* Work task:
Find every line below where the word "unable" occurs, then give how many you found and nothing else.

* Records provided:
—————
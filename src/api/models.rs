use serde::{Deserialize, Serialize};

use crate::messaging::{ConversationSummary, Message, MessageId};

#[derive(Debug, Serialize, Deserialize, Clone, PartialEq, Eq)]
pub struct WireMessage {
    pub id: String,
    pub conversation_id: Option<String>,
    pub sender_id: String,
    #[serde(default)]
    pub sender_name: Option<String>,
    pub body: String,
    #[serde(default)]
    pub created_at: Option<String>,
}

impl WireMessage {
    pub fn into_message(self, own_user_id: &str) -> Message {
        let is_own = self.sender_id == own_user_id;
        let sender = self.sender_name.unwrap_or(self.sender_id);
        Message::new(MessageId::new(self.id), sender, self.body, is_own)
    }
}

#[derive(Debug, Serialize, Deserialize, Clone, PartialEq, Eq)]
pub struct WireConversation {
    pub id: String,
    pub peer_name: String,
    #[serde(default)]
    pub messages: Vec<WireMessage>,
}

impl WireConversation {
    /// Orders messages by `created_at` ascending and converts them for the store.
    ///
    /// A row without a timestamp sorts as if it carried the timestamp of the row
    /// before it, so it stays right behind that row; leading untimed rows go first.
    pub fn into_summary(self, own_user_id: &str) -> ConversationSummary {
        let mut last_seen: Option<String> = None;
        let mut keyed: Vec<(Option<String>, WireMessage)> = self
            .messages
            .into_iter()
            .map(|m| {
                if m.created_at.is_some() {
                    last_seen = m.created_at.clone();
                }
                (last_seen.clone(), m)
            })
            .collect();
        keyed.sort_by(|(a, _), (b, _)| a.cmp(b));
        ConversationSummary {
            peer_id: self.id,
            peer_name: self.peer_name,
            messages: keyed
                .into_iter()
                .map(|(_, m)| m.into_message(own_user_id))
                .collect(),
        }
    }
}

#[derive(Debug, Serialize, Clone, PartialEq, Eq)]
pub struct NewMessageRow<'a> {
    pub conversation_id: &'a str,
    pub sender_id: &'a str,
    pub body: &'a str,
}

#[cfg(test)]
mod tests {
    use super::*;

    #[test]
    fn conversation_rows_decode_and_sort() {
        let raw = r#"{
            "id": "c1",
            "peer_name": "Alice",
            "messages": [
                {"id": "m2", "sender_id": "me", "sender_name": "Me", "body": "second", "created_at": "2024-05-01T10:01:00Z"},
                {"id": "m1", "sender_id": "u-alice", "sender_name": "Alice", "body": "first", "created_at": "2024-05-01T10:00:00Z"}
            ]
        }"#;
        let conv: WireConversation = serde_json::from_str(raw).unwrap();
        let summary = conv.into_summary("me");

        assert_eq!(summary.peer_id, "c1");
        let texts: Vec<&str> = summary.messages.iter().map(Message::text).collect();
        assert_eq!(texts, ["first", "second"]);
        assert!(!summary.messages[0].is_own());
        assert!(summary.messages[1].is_own());
    }

    fn row(id: &str, created_at: Option<&str>) -> WireMessage {
        WireMessage {
            id: id.into(),
            conversation_id: None,
            sender_id: "u-alice".into(),
            sender_name: None,
            body: id.into(),
            created_at: created_at.map(Into::into),
        }
    }

    #[test]
    fn untimed_rows_follow_their_predecessor() {
        let conv = WireConversation {
            id: "c1".into(),
            peer_name: "Alice".into(),
            messages: vec![
                row("t3", Some("2024-01-03T00:00:00Z")),
                row("none", None),
                row("t1", Some("2024-01-01T00:00:00Z")),
                row("t2", Some("2024-01-02T00:00:00Z")),
            ],
        };
        let summary = conv.into_summary("me");
        let order: Vec<&str> = summary.messages.iter().map(|m| m.id().as_str()).collect();
        assert_eq!(order, ["t1", "t2", "t3", "none"]);
    }

    #[test]
    fn leading_untimed_rows_stay_first_in_order() {
        let conv = WireConversation {
            id: "c1".into(),
            peer_name: "Alice".into(),
            messages: vec![
                row("a", None),
                row("b", None),
                row("t2", Some("2024-01-02T00:00:00Z")),
                row("t1", Some("2024-01-01T00:00:00Z")),
            ],
        };
        let order: Vec<String> = conv
            .into_summary("me")
            .messages
            .iter()
            .map(|m| m.id().to_string())
            .collect();
        assert_eq!(order, ["a", "b", "t1", "t2"]);
    }

    #[test]
    fn missing_sender_name_falls_back_to_id() {
        let raw = r#"{"id": "m1", "sender_id": "u-7", "body": "yo"}"#;
        let msg: WireMessage = serde_json::from_str(raw).unwrap();
        let msg = msg.into_message("me");
        assert_eq!(msg.sender(), "u-7");
        assert_eq!(msg.id().as_str(), "m1");
    }
}
/*
 * Responsibility
 * - The four handled ways an authentication attempt can fail (sum type)
 * - Mapping of each outcome to its lifecycle event kind and default message
 * - FailureResponse: the default 401 body `{"code":401,"message":"..."}`
 *
 * Notes
 * - Messages never carry the identity or the configured claim key; those go to logs.
 */
use axum::{
    Json,
    http::{HeaderValue, StatusCode, header},
    response::{IntoResponse, Response},
};
use serde::Serialize;
use std::fmt;

use crate::services::auth::decoder::DecodeError;

pub const TOKEN_NOT_FOUND_MESSAGE: &str = "JWT Token not found";
pub const INVALID_TOKEN_MESSAGE: &str = "Invalid JWT Token";

#[derive(Debug, Clone, PartialEq, Eq)]
pub enum FailureOutcome {
    AbsentCredential,
    /// `None` when the decoder produced nothing without reporting an error.
    DecodeFailure(Option<DecodeError>),
    IdentityMissingInPayload {
        identity_claim_key: String,
    },
    UnresolvableIdentity {
        identity: String,
        identity_claim_key: String,
    },
}

/// Which lifecycle notification a failure produces.
#[derive(Debug, Clone, Copy, PartialEq, Eq)]
pub enum FailureEventKind {
    NotFound,
    Invalid,
}

impl fmt::Display for FailureEventKind {
    fn fmt(&self, f: &mut fmt::Formatter<'_>) -> fmt::Result {
        match self {
            Self::NotFound => write!(f, "not-found"),
            Self::Invalid => write!(f, "invalid"),
        }
    }
}

impl FailureOutcome {
    pub fn event_kind(&self) -> FailureEventKind {
        match self {
            Self::AbsentCredential => FailureEventKind::NotFound,
            Self::DecodeFailure(_)
            | Self::IdentityMissingInPayload { .. }
            | Self::UnresolvableIdentity { .. } => FailureEventKind::Invalid,
        }
    }

    /// Client-facing message.
    pub fn message(&self) -> String {
        match self {
            Self::AbsentCredential => TOKEN_NOT_FOUND_MESSAGE.to_string(),
            Self::DecodeFailure(Some(cause)) => {
                format!("{INVALID_TOKEN_MESSAGE}: {}", cause.reason())
            }
            Self::DecodeFailure(None)
            | Self::IdentityMissingInPayload { .. }
            | Self::UnresolvableIdentity { .. } => INVALID_TOKEN_MESSAGE.to_string(),
        }
    }

    /// Short machine label, for logs and metrics.
    pub fn code(&self) -> &'static str {
        match self {
            Self::AbsentCredential => "absent_credential",
            Self::DecodeFailure(_) => "decode_failure",
            Self::IdentityMissingInPayload { .. } => "identity_missing_in_payload",
            Self::UnresolvableIdentity { .. } => "unresolvable_identity",
        }
    }

    pub fn decode_cause(&self) -> Option<&DecodeError> {
        match self {
            Self::DecodeFailure(cause) => cause.as_ref(),
            _ => None,
        }
    }
}

impl fmt::Display for FailureOutcome {
    /// Log form; may include the identity and claim key.
    fn fmt(&self, f: &mut fmt::Formatter<'_>) -> fmt::Result {
        match self {
            Self::AbsentCredential => write!(f, "no credential found"),
            Self::DecodeFailure(Some(cause)) => write!(f, "decode failure: {cause}"),
            Self::DecodeFailure(None) => write!(f, "decode failure: no claims"),
            Self::IdentityMissingInPayload { identity_claim_key } => write!(
                f,
                "unable to find a key corresponding to the configured identity claim ({identity_claim_key:?}) in the token payload"
            ),
            Self::UnresolvableIdentity {
                identity,
                identity_claim_key,
            } => write!(
                f,
                "unable to load a user with {identity_claim_key:?} = {identity:?}"
            ),
        }
    }
}

/// Default failure response built by the guard.
#[derive(Debug, Clone, PartialEq, Eq, Serialize)]
pub struct FailureResponse {
    #[serde(rename = "code", serialize_with = "serialize_status")]
    status: StatusCode,
    message: String,
}

fn serialize_status<S: serde::Serializer>(status: &StatusCode, s: S) -> Result<S::Ok, S::Error> {
    s.serialize_u16(status.as_u16())
}

impl FailureResponse {
    pub fn new(message: impl Into<String>) -> Self {
        Self {
            status: StatusCode::UNAUTHORIZED,
            message: message.into(),
        }
    }

    pub fn from_outcome(outcome: &FailureOutcome) -> Self {
        Self::new(outcome.message())
    }

    pub fn status(&self) -> StatusCode {
        self.status
    }

    pub fn message(&self) -> &str {
        &self.message
    }

    #[must_use]
    pub fn with_message(mut self, message: impl Into<String>) -> Self {
        self.message = message.into();
        self
    }
}

impl IntoResponse for FailureResponse {
    fn into_response(self) -> Response {
        let status = self.status;
        let mut res = (status, Json(self)).into_response();
        res.headers_mut()
            .insert(header::WWW_AUTHENTICATE, HeaderValue::from_static("Bearer"));
        res
    }
}

/// What the guard hands back on failure: its own default, or whatever an
/// event listener put in the response slot (returned verbatim).
pub enum FailureReply {
    Default(FailureResponse),
    Overridden(Response),
}

impl FailureReply {
    pub fn is_overridden(&self) -> bool {
        matches!(self, Self::Overridden(_))
    }

    pub fn status(&self) -> StatusCode {
        match self {
            Self::Default(res) => res.status(),
            Self::Overridden(res) => res.status(),
        }
    }

    pub fn default_response(&self) -> Option<&FailureResponse> {
        match self {
            Self::Default(res) => Some(res),
            Self::Overridden(_) => None,
        }
    }
}

impl fmt::Debug for FailureReply {
    fn fmt(&self, f: &mut fmt::Formatter<'_>) -> fmt::Result {
        match self {
            Self::Default(res) => f.debug_tuple("Default").field(res).finish(),
            Self::Overridden(res) => f
                .debug_struct("Overridden")
                .field("status", &res.status())
                .finish_non_exhaustive(),
        }
    }
}

impl IntoResponse for FailureReply {
    fn into_response(self) -> Response {
        match self {
            Self::Default(res) => res.into_response(),
            Self::Overridden(res) => res,
        }
    }
}
/*
 * Responsibility
 * - middleware の公開インターフェース
 *   - auth::access: TokenGuard を各リクエストに適用
 *   - http: request id / body limit / timeout / access log
 */
pub mod auth;
pub mod http;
—————
* Result of the task:
2